Based on the above technical solutions, the present disclosure has the following beneficial effects.
Use of a set of 20-antibody combinations enables the immunophenotyping of B lymphoblastic leukemia/lymphoma. When used together with primary screening tubes for hematological tumors, only 2 tubes of antibody combination are needed for comprehensive typing of B-ALL/LBL, with the effect being much better than that of a 4-color combination and a 8-color combination. At present, 8-10 color antibody combinations are commonly used clinically, and 3 to 4 tubes of antibody combinations are required for the testing of B-ALL/LBL. In the present disclosure, one (1) single tube of antibody combination is used, which reduces the demand for specimens and the number of operation steps, reduces labor intensity, and saves operational time consumption.

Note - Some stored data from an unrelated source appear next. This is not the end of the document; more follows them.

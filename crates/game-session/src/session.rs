//! Session lifecycle around the authoritative game record.
//!
//! [`GameSession`] owns the record explicitly rather than parking it in an
//! ambient store, so the orchestrator is testable without any global
//! state.

use crate::rules::{MoveRejected, RulesEngine};
use crate::ENGINE_COLOR;
use game_core::{Difficulty, GameMode, GameState, MoveOutcome};
use thiserror::Error;

/// Errors from session operations.
#[derive(Debug, Error, Clone, PartialEq, Eq)]
pub enum SessionError {
    /// A move was recorded with no game in progress. This signals an
    /// internal consistency fault in the caller, not a user-facing error;
    /// the session stays unchanged.
    #[error("no active game")]
    NoActiveGame,
    /// The game has already reached an absorbing status.
    #[error("game has already ended")]
    GameOver,
    /// The computer-turn driver was invoked when it is not the engine's
    /// turn.
    #[error("not the computer's turn")]
    NotComputerTurn,
    /// The evaluator produced no move. Should have been preempted by a
    /// terminal status; reported, never retried.
    #[error("no computer move available")]
    NoComputerMove,
    /// The rules engine refused the move; the record is untouched.
    #[error(transparent)]
    Rejected(#[from] MoveRejected),
}

/// Owner of the single game record.
///
/// At most one game exists at a time. It is created whole by
/// [`start_game`](GameSession::start_game), advanced one validated move at
/// a time, and discarded whole by [`reset_game`](GameSession::reset_game).
#[derive(Debug, Default)]
pub struct GameSession {
    current: Option<GameState>,
    last_error: Option<String>,
}

impl GameSession {
    pub fn new() -> Self {
        Self::default()
    }

    /// Starts a fresh game, replacing any game in progress.
    pub fn start_game(&mut self, mode: GameMode, difficulty: Option<Difficulty>) -> &GameState {
        tracing::debug!(?mode, ?difficulty, "starting new game");
        self.last_error = None;
        self.current.insert(GameState::new(mode, difficulty))
    }

    /// Discards the active record.
    pub fn reset_game(&mut self) {
        tracing::debug!("resetting game");
        self.current = None;
        self.last_error = None;
    }

    /// The active game record, if any.
    pub fn game(&self) -> Option<&GameState> {
        self.current.as_ref()
    }

    /// Returns true while a game is in progress.
    pub fn is_active(&self) -> bool {
        self.current.is_some()
    }

    /// The most recent "invalid move" message, for the shell to surface.
    pub fn last_error(&self) -> Option<&str> {
        self.last_error.as_deref()
    }

    /// Records a verdict the rules engine already validated.
    ///
    /// Appends the move, buckets any capture, flips the turn, and takes
    /// the new status from the verdict, atomically, as one replacement of
    /// the record. Performs no legality checking of its own.
    pub fn record_move(&mut self, outcome: &MoveOutcome) -> Result<(), SessionError> {
        let Some(state) = self.current.as_ref() else {
            tracing::warn!("record_move with no active game");
            return Err(SessionError::NoActiveGame);
        };
        if state.status().is_terminal() {
            tracing::warn!(status = %state.status(), "record_move after game end");
            return Err(SessionError::GameOver);
        }

        let next = state.with_move(outcome);
        tracing::debug!(
            notation = %outcome.mv.notation,
            ply = next.ply_count(),
            status = %next.status(),
            to_move = %next.current_player(),
            "move recorded"
        );
        self.current = Some(next);
        self.last_error = None;
        Ok(())
    }

    /// Runs a proposed move through the rules engine and records it if
    /// accepted.
    ///
    /// On rejection the record is left untouched and the rejection message
    /// is kept for [`last_error`](GameSession::last_error); repeating the
    /// call is safe.
    pub fn try_move<E>(&mut self, rules: &mut E, notation: &str) -> Result<(), SessionError>
    where
        E: RulesEngine + ?Sized,
    {
        let Some(state) = self.current.as_ref() else {
            return Err(SessionError::NoActiveGame);
        };
        if state.status().is_terminal() {
            return Err(SessionError::GameOver);
        }

        match rules.apply_move(notation) {
            Ok(outcome) => self.record_move(&outcome),
            Err(rejected) => {
                tracing::warn!(%notation, %rejected, "move rejected");
                self.last_error = Some(rejected.to_string());
                Err(rejected.into())
            }
        }
    }

    /// First phase of a computer turn: has the turn just passed to the
    /// engine-controlled color in a computer game that is still running?
    ///
    /// The second phase, actually computing and applying the move, is
    /// [`play_computer_turn`](crate::play_computer_turn), kept separate
    /// so tests can drive it synchronously and the shell can insert its
    /// thinking delay in between.
    pub fn computer_to_move(&self) -> bool {
        match &self.current {
            Some(state) => {
                state.mode() == GameMode::Computer
                    && state.current_player() == ENGINE_COLOR
                    && !state.status().is_terminal()
            }
            None => false,
        }
    }
}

Meanwhile, repeated application of gating antibodies is reduced, the number of effective antibodies is increased, and the relationship between the mutual expression of 20 antibodies can be observed simultaneously, for example, simultaneous expression of antibodies, while in the prior art analysis, only 8-10 antibodies can be detected whether they are expressed at the same time. Therefore, in the present disclosure, the analysis ability is greatly improved. This powerful analysis ability enables to increase the accuracy of analysis and the ability to identify tumor cells, improve the accuracy of diagnosis, and increase the specificity and sensitivity of detection. The technical solutions in the present disclosure ensure accurate diagnosis and precise classification of B-ALL/LBL and provide a basis for selecting appropriate therapy. Using this antibody combination, a scoring method for predicting B-ALL/LBL with BCR/ABL1 gene subtype is established, which achieves higher sensitivity and specificity, and preferred positive predictive value and negative predictive value. Meanwhile, the present disclosure allows for better predicting the genotype of B-ALL/LBL with KMT2A. In addition, the technical solutions of the present disclosure can be used for post-treatment MRD detection and can also be used for typing detection and MRD monitoring following CAR-T treatment.
From
The following examples are used to illustrate the present disclosure but are not intended to limit the scope of the present disclosure. Unless otherwise specified, the technical means used in the embodiments are conventional means well known to those skilled in the art.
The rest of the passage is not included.